#### ASSIGNMENT:
Count the lines in the records beneath this task that contain the string "clone", then give the count by itself.

#### PROVIDED MATERIAL:
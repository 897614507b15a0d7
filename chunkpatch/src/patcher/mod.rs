//! The patcher handle.
//!
//! [`Patcher`] is a cheap handle to a coordinating task that owns all patch
//! state. Calls send a command and wait for the task's reply. Observation
//! goes through a lossless stream of [`PatchEvent`](crate::PatchEvent)s per subscriber, a
//! broadcast channel of cumulative [`ProgressUpdate`]s and a pull-based
//! [`PatchStats`] snapshot.
//!
//! # Example
//!
//! ```ignore
//! use chunkpatch::{Patcher, PatcherConfig, PatchBackend};
//!
//! let patcher = Patcher::new(PatcherConfig::default(), backend);
//! let mut events = patcher.subscribe();
//!
//! patcher.init("https://cdn.example.com/live/version.json").await?;
//! let ticket = patcher.begin().await?;
//!
//! while let Some(event) = events.recv().await {
//!     println!("{:?}", event);
//!     if matches!(event, PatchEvent::Completed { .. }) {
//!         break;
//!     }
//! }
//! let succeeded = ticket.wait().await?;
//! ```

mod actor;

use tokio::sync::{broadcast, mpsc, oneshot, watch};

use crate::backend::PatchBackend;
use crate::config::PatcherConfig;
use crate::error::{PatcherError, PatcherResult};
use crate::events::{EventHub, PatchEvents, ProgressUpdate};
use crate::manifest::Reconciliation;
use crate::progress::PatchStats;

use actor::{Actor, Command};

/// Capacity of the command channel between handle and task.
const COMMAND_CHANNEL_CAPACITY: usize = 32;

/// Handle to a running patching system.
///
/// Dropping the last handle stops the coordinating task and cancels any
/// in-flight attempt.
#[derive(Debug)]
pub struct Patcher {
    commands: mpsc::Sender<Command>,
    events: EventHub,
    progress: broadcast::Sender<ProgressUpdate>,
    status: watch::Receiver<PatchStats>,
    backend: PatchBackend,
}

impl Patcher {
    /// Spawn the coordinating task.
    ///
    /// Must be called from within a Tokio runtime.
    pub fn new(config: PatcherConfig, backend: PatchBackend) -> Self {
        let (command_tx, command_rx) = mpsc::channel(COMMAND_CHANNEL_CAPACITY);
        let (stage_tx, stage_rx) = mpsc::unbounded_channel();
        let events = EventHub::default();
        let (progress, _) = broadcast::channel(config.event_capacity.max(1));
        let (status_tx, status_rx) = watch::channel(PatchStats::default());

        let actor = Actor::new(
            config,
            backend.clone(),
            events.clone(),
            progress.clone(),
            status_tx,
            stage_tx,
        );
        tokio::spawn(actor.run(command_rx, stage_rx));

        Self {
            commands: command_tx,
            events,
            progress,
            status: status_rx,
            backend,
        }
    }

    /// Store the version URL. No network traffic happens until [`begin`](Self::begin).
    ///
    /// # Errors
    ///
    /// [`PatcherError::AlreadyInitialized`] if called again without a
    /// [`shutdown`](Self::shutdown) in between. The first URL is kept.
    pub async fn init(&self, version_url: impl Into<String>) -> PatcherResult<()> {
        let url = version_url.into();
        self.request(|reply| Command::Init { url, reply }).await?
    }

    /// Start a patch attempt.
    ///
    /// Returns once the attempt has entered `VersionDownload_Start`; the
    /// returned ticket resolves when it finishes.
    ///
    /// # Errors
    ///
    /// [`PatcherError::NotInitialized`] before [`init`](Self::init) and
    /// [`PatcherError::AttemptInProgress`] while another attempt runs.
    pub async fn begin(&self) -> PatcherResult<PatchTicket> {
        let (attempt, completion) = self.request(|reply| Command::Begin { reply }).await??;
        Ok(PatchTicket {
            attempt,
            completion,
        })
    }

    /// Cancel any in-flight attempt and return to `Idle`.
    ///
    /// Safe to call from any state. Events and completions of the cancelled
    /// attempt are discarded; its ticket resolves to
    /// [`PatcherError::Cancelled`]. A new [`init`](Self::init) is required
    /// before the next attempt.
    pub async fn shutdown(&self) -> PatcherResult<()> {
        self.request(|reply| Command::Shutdown { reply }).await
    }

    /// Receive every stage, chunk and completion event from now on.
    ///
    /// Nothing is dropped however slowly the stream is read.
    pub fn subscribe(&self) -> PatchEvents {
        self.events.subscribe()
    }

    /// Receive progress updates from now on.
    ///
    /// Updates carry running totals. A receiver that falls more than
    /// `event_capacity` updates behind gets `RecvError::Lagged` and resumes
    /// at a newer update.
    pub fn subscribe_progress(&self) -> broadcast::Receiver<ProgressUpdate> {
        self.progress.subscribe()
    }

    /// Latest status snapshot.
    pub fn status(&self) -> PatchStats {
        self.status.borrow().clone()
    }

    /// Watch channel of status snapshots, for UIs that poll on change.
    pub fn watch_status(&self) -> watch::Receiver<PatchStats> {
        self.status.clone()
    }

    /// Compute what an attempt would download, without downloading.
    ///
    /// Runs in the caller's task and does not change the session.
    ///
    /// # Errors
    ///
    /// [`PatcherError::NotInitialized`] before [`init`](Self::init) and
    /// [`PatcherError::Check`] when fetching, parsing or reading local state
    /// fails.
    pub async fn preview_patch(&self) -> PatcherResult<Reconciliation> {
        let url = self
            .request(|reply| Command::VersionUrl { reply })
            .await?
            .ok_or(PatcherError::NotInitialized)?;

        actor::preview(&self.backend, &url)
            .await
            .map_err(PatcherError::Check)
    }

    async fn request<T>(
        &self,
        command: impl FnOnce(oneshot::Sender<T>) -> Command,
    ) -> PatcherResult<T> {
        let (reply_tx, reply_rx) = oneshot::channel();
        self.commands
            .send(command(reply_tx))
            .await
            .map_err(|_| PatcherError::Stopped)?;
        reply_rx.await.map_err(|_| PatcherError::Stopped)
    }
}

/// Completion handle for one attempt.
#[derive(Debug)]
pub struct PatchTicket {
    attempt: u64,
    completion: oneshot::Receiver<bool>,
}

impl PatchTicket {
    /// Id of the attempt, matching [`PatchEvent::attempt`](crate::PatchEvent::attempt).
    pub fn attempt(&self) -> u64 {
        self.attempt
    }

    /// Wait for the attempt to finish.
    ///
    /// Returns `Ok(true)` when it reached `Complete` and `Ok(false)` when a
    /// stage failed.
    ///
    /// # Errors
    ///
    /// [`PatcherError::Cancelled`] if the attempt was shut down first.
    pub async fn wait(self) -> PatcherResult<bool> {
        self.completion.await.map_err(|_| PatcherError::Cancelled)
    }
}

#### REPLY TO THE EXERCISE:
5